Milly's account of a night-time invasion by a herd of elephants.

Elephant Attack 16th March 2015

"It was terrifying because the gun shots were so close... Everybody got frightened that [the elephants] would come to open the windows and doors, and enter their houses; or their trunks could easily pick a baby from the bed through the windows!  We had to bang the goal posts to [scare them away]."  Milly Nzirambi.

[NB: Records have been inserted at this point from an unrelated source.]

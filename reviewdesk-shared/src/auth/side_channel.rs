/// Side-channel authorizers
///
/// Scheduled jobs and third-party webhooks do not carry user credentials.
/// They bypass identity, tenant and membership resolution entirely and are
/// authorized here instead:
///
/// - **Cron**: `Authorization: Bearer <secret>` matched in constant time
///   against a secret fixed at startup. No secret configured means every
///   call is refused.
/// - **Webhook**: the raw body and the provider's signature header are handed
///   to a [`WebhookSignatureVerifier`]. A missing body or signature is never
///   verified.

use std::sync::Arc;

use axum::http::HeaderMap;
use bytes::Bytes;
use hmac::{Hmac, Mac};
use sha2::Sha256;
use subtle::ConstantTimeEq;
use tracing::{debug, error, warn};

use super::credentials::bearer_token;
use super::error::AuthFailure;

/// Default webhook signature header
pub const DEFAULT_SIGNATURE_HEADER: &str = "x-webhook-signature";

/// Authorizes scheduled-job callers by shared secret
#[derive(Clone)]
pub struct CronAuthorizer {
    secret: Option<Arc<str>>,
}

impl CronAuthorizer {
    /// Creates an authorizer; an empty secret counts as unconfigured
    pub fn new(secret: Option<String>) -> Self {
        Self {
            secret: secret
                .filter(|s| !s.trim().is_empty())
                .map(|s| Arc::from(s.as_str())),
        }
    }

    /// Whether a secret is configured
    pub fn is_configured(&self) -> bool {
        self.secret.is_some()
    }

    /// Checks the request's bearer token against the secret
    ///
    /// # Errors
    ///
    /// Returns `AuthFailure::Unauthenticated` when no secret is configured,
    /// the token is missing, or it does not match
    pub fn authorize(&self, headers: &HeaderMap) -> Result<(), AuthFailure> {
        let Some(secret) = &self.secret else {
            error!("Cron request refused: CRON_SECRET_TOKEN is not configured");
            return Err(AuthFailure::Unauthenticated("cron secret not configured".to_string()));
        };

        let Some(presented) = bearer_token(headers) else {
            warn!("Cron request without bearer token");
            return Err(AuthFailure::Unauthenticated("missing cron token".to_string()));
        };

        if !constant_time_eq(presented.as_bytes(), secret.as_bytes()) {
            warn!("Cron request with invalid token");
            return Err(AuthFailure::Unauthenticated("invalid cron token".to_string()));
        }

        debug!("Cron request authorized");
        Ok(())
    }
}

fn constant_time_eq(a: &[u8], b: &[u8]) -> bool {
    a.ct_eq(b).into()
}

/// Checks a webhook signature against its payload
pub trait WebhookSignatureVerifier: Send + Sync {
    fn verify(&self, payload: &[u8], signature: &str) -> bool;
}

/// HMAC-SHA256 signature verifier
///
/// Accepts a lowercase or uppercase hex digest, optionally prefixed with
/// `sha256=`.
pub struct HmacSha256Verifier {
    secret: Vec<u8>,
}

impl HmacSha256Verifier {
    pub fn new(secret: impl Into<Vec<u8>>) -> Self {
        Self {
            secret: secret.into(),
        }
    }

    /// Hex signature for a payload
    pub fn sign(&self, payload: &[u8]) -> Option<String> {
        let mut mac = Hmac::<Sha256>::new_from_slice(&self.secret).ok()?;
        mac.update(payload);
        Some(hex::encode(mac.finalize().into_bytes()))
    }
}

impl WebhookSignatureVerifier for HmacSha256Verifier {
    fn verify(&self, payload: &[u8], signature: &str) -> bool {
        let signature = signature.trim();
        let digest = signature.strip_prefix("sha256=").unwrap_or(signature);

        let Ok(expected) = hex::decode(digest) else {
            return false;
        };

        let Ok(mut mac) = Hmac::<Sha256>::new_from_slice(&self.secret) else {
            return false;
        };
        mac.update(payload);
        mac.verify_slice(&expected).is_ok()
    }
}

/// Result of the webhook gate
#[derive(Debug, Clone, PartialEq)]
pub struct WebhookVerification {
    pub verified: bool,
    pub payload: Option<Bytes>,
    pub signature: Option<String>,
}

impl WebhookVerification {
    fn rejected(payload: Option<Bytes>, signature: Option<String>) -> Self {
        Self {
            verified: false,
            payload,
            signature,
        }
    }
}

/// Authorizes inbound webhooks by signature
#[derive(Clone)]
pub struct WebhookAuthorizer {
    signature_header: String,
    verifier: Option<Arc<dyn WebhookSignatureVerifier>>,
}

impl WebhookAuthorizer {
    pub fn new(
        signature_header: impl Into<String>,
        verifier: Option<Arc<dyn WebhookSignatureVerifier>>,
    ) -> Self {
        Self {
            signature_header: signature_header.into().to_ascii_lowercase(),
            verifier,
        }
    }

    /// Runs the presence gate, then the signature verifier
    pub fn authorize(&self, headers: &HeaderMap, body: Bytes) -> WebhookVerification {
        let signature = headers
            .get(self.signature_header.as_str())
            .and_then(|v| v.to_str().ok())
            .map(str::trim)
            .filter(|s| !s.is_empty())
            .map(str::to_string);

        let payload = (!body.is_empty()).then_some(body);

        let (Some(body), Some(sig)) = (&payload, &signature) else {
            warn!(
                has_body = payload.is_some(),
                has_signature = signature.is_some(),
                "Webhook rejected: body or signature missing"
            );
            return WebhookVerification::rejected(payload, signature);
        };

        let Some(verifier) = &self.verifier else {
            error!("Webhook rejected: no signature verifier configured");
            return WebhookVerification::rejected(payload, signature);
        };

        let verified = verifier.verify(body, sig);
        if !verified {
            warn!("Webhook rejected: signature mismatch");
        }

        WebhookVerification {
            verified,
            payload,
            signature,
        }
    }
}

#[cfg(test)]
mod tests {
    use super::*;
    use axum::http::{header, HeaderValue};

    const SECRET: &str = "cron-secret-for-tests";

    fn bearer(token: &str) -> HeaderMap {
        let mut headers = HeaderMap::new();
        headers.insert(
            header::AUTHORIZATION,
            HeaderValue::from_str(&format!("Bearer {}", token)).unwrap(),
        );
        headers
    }

    #[test]
    fn test_cron_authorized() {
        let cron = CronAuthorizer::new(Some(SECRET.to_string()));
        assert!(cron.authorize(&bearer(SECRET)).is_ok());
    }

    #[test]
    fn test_cron_rejections() {
        let cron = CronAuthorizer::new(Some(SECRET.to_string()));
        assert!(cron.authorize(&bearer("cron-secret-for-test")).is_err());
        assert!(cron.authorize(&bearer("wrong")).is_err());
        assert!(cron.authorize(&HeaderMap::new()).is_err());
    }

    #[test]
    fn test_cron_unconfigured_fails_closed() {
        for secret in [None, Some(String::new()), Some("   ".to_string())] {
            let cron = CronAuthorizer::new(secret);
            assert!(!cron.is_configured());

            let err = cron.authorize(&bearer("")).unwrap_err();
            assert_eq!(err.status_code(), axum::http::StatusCode::UNAUTHORIZED);
            assert!(cron.authorize(&bearer("anything")).is_err());
        }
    }

    #[test]
    fn test_hmac_verifier() {
        let verifier = HmacSha256Verifier::new("whsec_test");
        let payload = br#"{"type":"invoice.paid"}"#;
        let signature = verifier.sign(payload).unwrap();

        assert_eq!(signature.len(), 64);
        assert!(verifier.verify(payload, &signature));
        assert!(verifier.verify(payload, &format!("sha256={}", signature)));
        assert!(verifier.verify(payload, &signature.to_uppercase()));
        assert!(!verifier.verify(b"tampered", &signature));
        assert!(!verifier.verify(payload, "not-hex"));
    }

    fn webhook_gate() -> (WebhookAuthorizer, Arc<HmacSha256Verifier>) {
        let verifier = Arc::new(HmacSha256Verifier::new("whsec_test"));
        let gate = WebhookAuthorizer::new(
            "X-Webhook-Signature",
            Some(verifier.clone() as Arc<dyn WebhookSignatureVerifier>),
        );
        (gate, verifier)
    }

    fn signed(signature: &str) -> HeaderMap {
        let mut headers = HeaderMap::new();
        headers.insert(DEFAULT_SIGNATURE_HEADER, HeaderValue::from_str(signature).unwrap());
        headers
    }

    #[test]
    fn test_webhook_verified() {
        let (gate, verifier) = webhook_gate();
        let body = Bytes::from_static(b"{\"type\":\"invoice.paid\"}");
        let signature = verifier.sign(&body).unwrap();

        let result = gate.authorize(&signed(&signature), body.clone());
        assert!(result.verified);
        assert_eq!(result.payload, Some(body));
        assert_eq!(result.signature, Some(signature));
    }

    #[test]
    fn test_webhook_missing_signature_or_body() {
        let (gate, verifier) = webhook_gate();
        let body = Bytes::from_static(b"{}");

        let result = gate.authorize(&HeaderMap::new(), body.clone());
        assert!(!result.verified);
        assert!(result.signature.is_none());

        let signature = verifier.sign(b"").unwrap();
        let result = gate.authorize(&signed(&signature), Bytes::new());
        assert!(!result.verified);
        assert!(result.payload.is_none());
    }

    #[test]
    fn test_webhook_without_verifier() {
        let gate = WebhookAuthorizer::new(DEFAULT_SIGNATURE_HEADER, None);
        let result = gate.authorize(&signed("abc"), Bytes::from_static(b"{}"));
        assert!(!result.verified);
    }
}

On that occasion, the elephants targeted bananas that were to be harvested only a few days later. 

Seek Out and Destroy!

Elephants eat things they like — and trample the rest. "If they don't find ... mature banana, they split the plant in two [vertically] ... and eat the shoot that develops into a banana."  But with "... their wide feet and weight, they trample on crops and ... destroy them completely and the place ... can only be ploughed by a tractor".  In the same visit, the elephants destroyed the onions, tomatoes and sweet potatoes and "... ate our 2 acre of cassava roots: you only find the stems scattered on the garden."

Elephants Don't Forget

In the area around Kabirizi, elephants come to people’s gardens on average weekly in the dry season and almost daily in the rainy seasons. To help fend them off, park rangers and a small army contingent used to be almost permanently stationed at NOTDEC Uganda.

The entrance to NOTDEC from the main road.           Part of the army group that used to control access.

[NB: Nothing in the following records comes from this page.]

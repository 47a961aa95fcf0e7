/// Authorization failure taxonomy
///
/// Every stage of the resolver returns one of these instead of panicking or
/// leaking a lower-level error. The API layer maps them onto HTTP responses in
/// a single place.
///
/// | Variant | Status |
/// |---|---|
/// | `Unauthenticated` | 401 |
/// | `TenantUnresolved`, `MembershipDenied`, `InsufficientRole` | 403 |
/// | `MalformedPrivilegedRequest` | 400 |
/// | `Internal` | 500 |
///
/// The three 403 variants share one public message so a caller cannot tell a
/// nonexistent account from one they are not allowed into.

use axum::http::StatusCode;
use uuid::Uuid;

use crate::store::StoreError;

/// Message returned for every 403
pub const ACCESS_DENIED_MESSAGE: &str = "Access denied";

/// Error type for the authorization pipeline
#[derive(Debug, Clone, PartialEq, Eq, thiserror::Error)]
pub enum AuthFailure {
    /// No credential, an invalid credential, or a corrupt identity
    #[error("Unauthenticated: {0}")]
    Unauthenticated(String),

    /// No account could be resolved for the request
    #[error("No account could be resolved")]
    TenantUnresolved,

    /// The user has no membership in the resolved account
    #[error("Not a member of account {account_id}")]
    MembershipDenied { account_id: Uuid },

    /// The user lacks the role or flag the operation needs
    #[error("Insufficient privileges: requires {required}")]
    InsufficientRole { required: &'static str },

    /// A privileged request that can never be valid (bad role, self-target, owner-target)
    #[error("{0}")]
    MalformedPrivilegedRequest(String),

    /// Unexpected failure anywhere in the chain
    #[error("Internal authorization error: {0}")]
    Internal(String),
}

impl AuthFailure {
    /// HTTP status for this failure
    pub fn status_code(&self) -> StatusCode {
        match self {
            AuthFailure::Unauthenticated(_) => StatusCode::UNAUTHORIZED,
            AuthFailure::TenantUnresolved
            | AuthFailure::MembershipDenied { .. }
            | AuthFailure::InsufficientRole { .. } => StatusCode::FORBIDDEN,
            AuthFailure::MalformedPrivilegedRequest(_) => StatusCode::BAD_REQUEST,
            AuthFailure::Internal(_) => StatusCode::INTERNAL_SERVER_ERROR,
        }
    }

    /// Message safe to show to the caller
    pub fn public_message(&self) -> String {
        match self {
            AuthFailure::Unauthenticated(_) => "Authentication required".to_string(),
            AuthFailure::TenantUnresolved
            | AuthFailure::MembershipDenied { .. }
            | AuthFailure::InsufficientRole { .. } => ACCESS_DENIED_MESSAGE.to_string(),
            AuthFailure::MalformedPrivilegedRequest(msg) => msg.clone(),
            AuthFailure::Internal(_) => "An internal error occurred".to_string(),
        }
    }

    /// Short machine-readable reason for logs and audit details
    pub fn reason(&self) -> &'static str {
        match self {
            AuthFailure::Unauthenticated(_) => "unauthenticated",
            AuthFailure::TenantUnresolved => "tenant_unresolved",
            AuthFailure::MembershipDenied { .. } => "membership_denied",
            AuthFailure::InsufficientRole { .. } => "insufficient_role",
            AuthFailure::MalformedPrivilegedRequest(_) => "malformed_request",
            AuthFailure::Internal(_) => "internal_error",
        }
    }
}

impl From<StoreError> for AuthFailure {
    fn from(err: StoreError) -> Self {
        AuthFailure::Internal(err.to_string())
    }
}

In early mid 2015, in the run-up to the general election in February 2016, the army were withdrawn and redeployed elsewhere to help guarantee law and order and social stability.  At the time of writing, it is not clear whether or when they will return.

"The biggest problem ... is that elephants do not forget where they got food and we now have only 3 park rangers to help on this. [Once the elephants] have crossed the road (from the heart of the Queen Elizabeth Game Park) they [may] come back [again] during the night, even up to around 4:00am. They ...  give us sleepless nights. ... Even when we have park rangers and army, it is difficult to stop them because they will do [anything] and [go anywhere to find] bananas. "

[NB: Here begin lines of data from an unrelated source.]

/// Fire-and-forget audit sink
///
/// Security events are written on a spawned task so the request never waits
/// for the audit store. A failed write is logged and dropped; it cannot change
/// the outcome of the request that produced it.

use std::sync::Arc;

use serde_json::Value as JsonValue;
use uuid::Uuid;

use crate::models::audit::{AuditEventType, AuditSeverity, NewAuditEvent};
use crate::store::AuditStore;

/// Handle for recording audit events
#[derive(Clone)]
pub struct AuditSink {
    store: Arc<dyn AuditStore>,
}

impl AuditSink {
    pub fn new(store: Arc<dyn AuditStore>) -> Self {
        Self { store }
    }

    /// Records an event in the background
    ///
    /// Must be called from within a Tokio runtime.
    pub fn log(
        &self,
        actor_id: Option<Uuid>,
        event_type: AuditEventType,
        details: JsonValue,
        severity: AuditSeverity,
    ) {
        let store = Arc::clone(&self.store);
        let event = NewAuditEvent {
            actor_id,
            event_type,
            severity,
            details,
        };

        tokio::spawn(async move {
            if let Err(e) = store.record(event).await {
                tracing::error!(
                    error = %e,
                    event_type = event_type.as_str(),
                    actor_id = ?actor_id,
                    "Failed to write audit event"
                );
            }
        });
    }
}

Besides the on-site park rangers and army detachment, NOTDEC Uganda's defensive strategy involved being awake during the night, having plenty of torches that can light a minimum of 10 metres, and ... "we guard around the banana plantation."

What More Could We Do?

The only thing that would really help is a solar-powered system of electric fences around the fields with night-time lighting: then the crops would be secure! Of course, the solar panels would need to be on tall poles protected by sharp spikes so that the elephants couldn't damage or flatten them. It might begin to look more like a prison camp than an orphanage!

Flames and Furore

No matter that solar-powered electric fences and lighting is totally impractical: NOTDEC Uganda has found a much simpler strategy.  With no army detachment to help frighten away invading elephants during the night, it became crucial to keep them at bay.  But how?  The answer: light smokey fires on the site boundary — particularly along the road separating the orphanage from the Game Park. And if elephants still came too close for comfort, the strategy would be to make as much noise as possible. This approach has now been in use for some months without any elephant incursion.

Sweet Taste of Success

At last in 2017, a new idea.  Elephants hate bees.  Like the rest of us, they're afraid of being stung! With encouragement from Jonny Rowland, NOTDEC Uganda has established 16 beehives — well away from the bungalows and the children's play areas.  With the hives suspended on wires along key parts of the site boundary, any elephant incursion would cause violent shaking, disturbing and angering the bees.  So far, this approach seems to be working — though we've heard that before!  In January 2018, NOTDEC staff tasted the first NOTDEC honey.  As production builds up, there will at least be money coming in to help fund the on-going efforts to keep the elephants at bay.

But it's Not Just Elephants

"[Our] cassava ... and sweet potatoes are eaten by wild pigs; and the soya plants and maize are eaten by birds as soon as they germinate. You have to be out ... by 6:00am to scare birds off and in the evening by 5-6pm. ... "This we do for a period of 2 weeks ... [When that is over] ... the crops will have survived the pecking of the birds."